SUBJECT:FDIC Issues Final Rule to Impose SAIF Special Assessment, Seeks Comment on Proposal to Lower SAIF Assessment Rates (Part 327 of FDIC's Rules and Regulations)
 

The FDIC Board of Directors voted on October 8, 1996, to issue a final rule imposing a special assessment of approximately 65.7 basis points on institutions that pay assessments to the Savings Association Insurance Fund (SAIF), and to reduce the adjusted attributable deposit amounts (AADAs) of certain Oakar institutions. The Board also voted to issue for public comment a proposed rule to lower the rates on assessments paid to the SAIF, effective October 1, 1996. Comments on the proposed rule are due by November 15, 1996. Complete details of each Board action are set forth in the attached Federal Register notices.

Special Assessment

The Deposit Insurance Funds Act of 1996 (Funds Act) requires the FDIC to impose a one-time special assessment on SAIF-assessable deposits, including those held by SAIF members and BIF-member Oakar institutions, to capitalize the SAIF at its target Designated Reserve Ratio (DRR) of 1.25 percent of insured deposits effective October 1, 1996. This assessment is required to be applied against SAIF-assessable deposits held by institutions as of March 31, 1995. The amount of the special assessment is required to be based upon the August 31, 1996, SAIF balance and insured deposit data reported in the March 31, 1996, call reports.

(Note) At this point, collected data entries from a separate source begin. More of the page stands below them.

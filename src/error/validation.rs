use thiserror::Error;

#[derive(Debug, Error)]
pub enum ValidationError {
    #[error("Value must be >= {min}.")]
    ValueTooSmall { min: u64 },
    #[error("Value must be <= {max}.")]
    ValueTooLarge { max: usize },
    #[error("Invalid value: {source}")]
    InvalidNumber {
        #[source]
        source: std::num::ParseIntError,
    },
    #[error("Duration must not be empty.")]
    DurationEmpty,
    #[error("Invalid duration '{value}'.")]
    InvalidDurationFormat { value: String },
    #[error("Invalid duration '{value}': {source}")]
    InvalidDurationNumber {
        value: String,
        #[source]
        source: std::num::ParseIntError,
    },
    #[error("Duration overflow.")]
    DurationOverflow,
    #[error("Invalid duration unit '{unit}'.")]
    InvalidDurationUnit { unit: String },
    #[error("Duration must be > 0.")]
    DurationZero,
    #[error("Invalid sink kind '{value}'. Use prometheus or line.")]
    InvalidSinkKind { value: String },
    #[error("Invalid URL '{url}': {source}")]
    InvalidUrl {
        url: String,
        #[source]
        source: url::ParseError,
    },
    #[error("URL '{url}' must use http or https.")]
    UnsupportedScheme { url: String },
    #[error("Sink address must not be empty.")]
    EmptySinkAddress,
    #[error("Failed to build runtime: {source}")]
    RuntimeBuildFailed {
        #[source]
        source: std::io::Error,
    },
    #[cfg(test)]
    #[error("Test expectation failed: {message}")]
    TestExpectation { message: &'static str },
    #[cfg(test)]
    #[error("Test expectation failed: {message}: {value}")]
    TestExpectationValue {
        message: &'static str,
        value: String,
    },
}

In determining the amount of the special assessment, the Board is required to take the following exemptions and adjustments into account: (1) the Funds Act provides the Board with the authority to exempt weak institutions from paying the special assessment if the Board determines that such an exemption would reduce risk to the SAIF; (2) the Funds Act also grants exemptions to certain specifically defined institutions; and (3) the Funds Act decreases by 20 percent the amount of SAIF-assessable deposits against which the special assessment will be applied for certain Oakar and other institutions.

The Funds Act requires the Board to issue guidelines setting forth the Board's criteria for determining whether institutions are weak and, therefore, exempt from the special assessment. The guidelines adopted by the Board classify as weak all institutions that, on the basis of currently available data, are undercapitalized (i.e., would be assigned to capital group 3 in the FDIC's risk-related premium system), as well as any institutions that would become undercapitalized if they were required to pay the special assessment. If an institution not classified as weak disagrees with this determination, the guidelines delegate to the Director of the FDIC's Division of Supervision (DOS) the responsibility for making a final determination on the basis of additional information provided by the institution. If an institution classified as weak prefers to pay the special assessment, the guidelines also delegate to the Director of DOS the responsibility for determining whether the institution is capable of paying without posing a significant risk of loss to the SAIF. Finally, if an institution has received a composite CAMEL rating of 4 or 5 from its primary supervisor, but does not meet the capital-based test for exemption as a weak institution, the guidelines indicate that the institution may request the Director of DOS to classify the institution as weak, based on a determination that paying the assessment would present a significant risk of loss to the SAIF.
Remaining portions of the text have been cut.